Stored data entries:
use tracing::debug;

use markbook_store::{resolve_dir, resolve_file, DirHandle, EntryInfo, EntryKind, EntryPath, StoreError};

use crate::entry::{entry_exists, ensure_dir, move_entry};
use crate::listing::list_dir;

/// Reserved root-level container for soft-deleted entries, created on
/// demand.
/// 保留給軟刪除項目的根層目錄，於需要時建立。
pub const TRASH_DIR: &str = ".trash";

fn trash_path() -> EntryPath {
    EntryPath::parse(TRASH_DIR).expect("trash name is a valid segment")
}

/// Determines the kind of an existing entry by attempting a file resolve
/// first and falling back to directory.
/// 先嘗試以檔案解析、失敗再以目錄解析來推斷項目類型。
async fn infer_kind(root: &DirHandle, path: &EntryPath) -> Result<EntryKind, StoreError> {
    match resolve_file(root, path).await {
        Ok(_) => Ok(EntryKind::File),
        Err(err) if err.is_not_found() => {
            resolve_dir(root, path).await?;
            Ok(EntryKind::Directory)
        }
        Err(err) => Err(err),
    }
}

/// Moves the entry at `path` into the trash container instead of erasing
/// it. A same-named older trash occupant is replaced, so restore always
/// refers to the current occupant.
/// 將項目移入回收目錄；同名的舊項目會被取代，確保還原對象唯一。
pub async fn soft_delete(root: &DirHandle, path: &EntryPath) -> Result<EntryPath, StoreError> {
    let name = path
        .name()
        .ok_or_else(|| StoreError::InvalidTarget("<root>".to_string()))?;
    if path.starts_with(&trash_path()) {
        return Err(StoreError::InvalidTarget(path.to_string()));
    }
    let kind = infer_kind(root, path).await?;
    let trash = ensure_dir(root, &trash_path()).await?;
    if let Some(existing) = entry_exists(&trash, name).await? {
        trash
            .remove(name, matches!(existing, EntryKind::Directory))
            .await?;
    }
    let moved = move_entry(root, path, &trash_path(), kind, None).await?;
    debug!(path = %path, "soft-deleted entry");
    Ok(moved)
}

/// Moves a trashed entry back to the workspace root. Fails with
/// `NameCollision` when the root already holds an entry of that name.
/// 將回收目錄中的項目移回根目錄；根目錄已有同名項目時回傳 `NameCollision`。
pub async fn restore_entry(root: &DirHandle, name: &str) -> Result<EntryPath, StoreError> {
    let trashed = trash_path().join(name)?;
    let kind = infer_kind(root, &trashed).await?;
    if entry_exists(root, name).await?.is_some() {
        return Err(StoreError::NameCollision(name.to_string()));
    }
    let restored = move_entry(root, &trashed, &EntryPath::root(), kind, None).await?;
    debug!(name, "restored entry from trash");
    Ok(restored)
}

/// Irreversibly removes the entry at `path`, recursing into directories.
/// Used for permanent deletion and for entries already inside the trash.
/// 不可逆地移除項目（目錄遞迴刪除）；用於永久刪除或回收目錄內的項目。
pub async fn hard_delete(root: &DirHandle, path: &EntryPath) -> Result<(), StoreError> {
    let name = path
        .name()
        .ok_or_else(|| StoreError::InvalidTarget("<root>".to_string()))?;
    let parent_path = path
        .parent()
        .ok_or_else(|| StoreError::InvalidTarget("<root>".to_string()))?;
    let parent = resolve_dir(root, &parent_path).await?;
    parent.remove(name, true).await?;
    debug!(path = %path, "hard-deleted entry");
    Ok(())
}

/// Lists the trash container with the usual ordering contract; an absent
/// container is simply empty.
/// 以相同排序契約列出回收目錄；尚未建立時視為空。
pub async fn list_trash(root: &DirHandle) -> Result<Vec<EntryInfo>, StoreError> {
    match list_dir(root, &trash_path()).await {
        Ok(entries) => Ok(entries),
        Err(err) if err.is_not_found() => Ok(Vec::new()),
        Err(err) => Err(err),
    }
}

#### Work task:
When you answer, return the records above exactly as they stand.

#### Output of the exercise:
use tracing::debug;

use markbook_store::{resolve_dir, resolve_file, DirHandle, EntryInfo, EntryKind, EntryPath, StoreError};

use crate::entry::{entry_exists, ensure_dir, move_entry};
use crate::listing::list_dir;

/// Reserved root-level container for soft-deleted entries, created on
/// demand.
/// 保留給軟刪除項目的根層目錄，於需要時建立。
pub const TRASH_DIR: &str = ".trash";

fn trash_path() -> EntryPath {
    EntryPath::parse(TRASH_DIR).expect("trash name is a valid segment")
}

/// Determines the kind of an existing entry by attempting a file resolve
/// first and falling back to directory.
/// 先嘗試以檔案解析、失敗再以目錄解析來推斷項目類型。
async fn infer_kind(root: &DirHandle, path: &EntryPath) -> Result<EntryKind, StoreError> {
    match resolve_file(root, path).await {
        Ok(_) => Ok(EntryKind::File),
        Err(err) if err.is_not_found() => {
            resolve_dir(root, path).await?;
            Ok(EntryKind::Directory)
        }
        Err(err) => Err(err),
    }
}

/// Moves the entry at `path` into the trash container instead of erasing
/// it. A same-named older trash occupant is replaced, so restore always
/// refers to the current occupant.
/// 將項目移入回收目錄；同名的舊項目會被取代，確保還原對象唯一。
pub async fn soft_delete(root: &DirHandle, path: &EntryPath) -> Result<EntryPath, StoreError> {
    let name = path
        .name()
        .ok_or_else(|| StoreError::InvalidTarget("<root>".to_string()))?;
    if path.starts_with(&trash_path()) {
        return Err(StoreError::InvalidTarget(path.to_string()));
    }
    let kind = infer_kind(root, path).await?;
    let trash = ensure_dir(root, &trash_path()).await?;
    if let Some(existing) = entry_exists(&trash, name).await? {
        trash
            .remove(name, matches!(existing, EntryKind::Directory))
            .await?;
    }
    let moved = move_entry(root, path, &trash_path(), kind, None).await?;
    debug!(path = %path, "soft-deleted entry");
    Ok(moved)
}

/// Moves a trashed entry back to the workspace root. Fails with
/// `NameCollision` when the root already holds an entry of that name.
/// 將回收目錄中的項目移回根目錄；根目錄已有同名項目時回傳 `NameCollision`。
pub async fn restore_entry(root: &DirHandle, name: &str) -> Result<EntryPath, StoreError> {
    let trashed = trash_path().join(name)?;
    let kind = infer_kind(root, &trashed).await?;
    if entry_exists(root, name).await?.is_some() {
        return Err(StoreError::NameCollision(name.to_string()));
    }
    let restored = move_entry(root, &trashed, &EntryPath::root(), kind, None).await?;
    debug!(name, "restored entry from trash");
    Ok(restored)
}

/// Irreversibly removes the entry at `path`, recursing into directories.
/// Used for permanent deletion and for entries already inside the trash.
/// 不可逆地移除項目（目錄遞迴刪除）；用於永久刪除或回收目錄內的項目。
pub async fn hard_delete(root: &DirHandle, path: &EntryPath) -> Result<(), StoreError> {
    let name = path
        .name()
        .ok_or_else(|| StoreError::InvalidTarget("<root>".to_string()))?;
    let parent_path = path
        .parent()
        .ok_or_else(|| StoreError::InvalidTarget("<root>".to_string()))?;
    let parent = resolve_dir(root, &parent_path).await?;
    parent.remove(name, true).await?;
    debug!(path = %path, "hard-deleted entry");
    Ok(())
}

/// Lists the trash container with the usual ordering contract; an absent
/// container is simply empty.
/// 以相同排序契約列出回收目錄；尚未建立時視為空。
pub async fn list_trash(root: &DirHandle) -> Result<Vec<EntryInfo>, StoreError> {
    match list_dir(root, &trash_path()).await {
        Ok(entries) => Ok(entries),
        Err(err) if err.is_not_found() => Ok(Vec::new()),
        Err(err) => Err(err),
    }
}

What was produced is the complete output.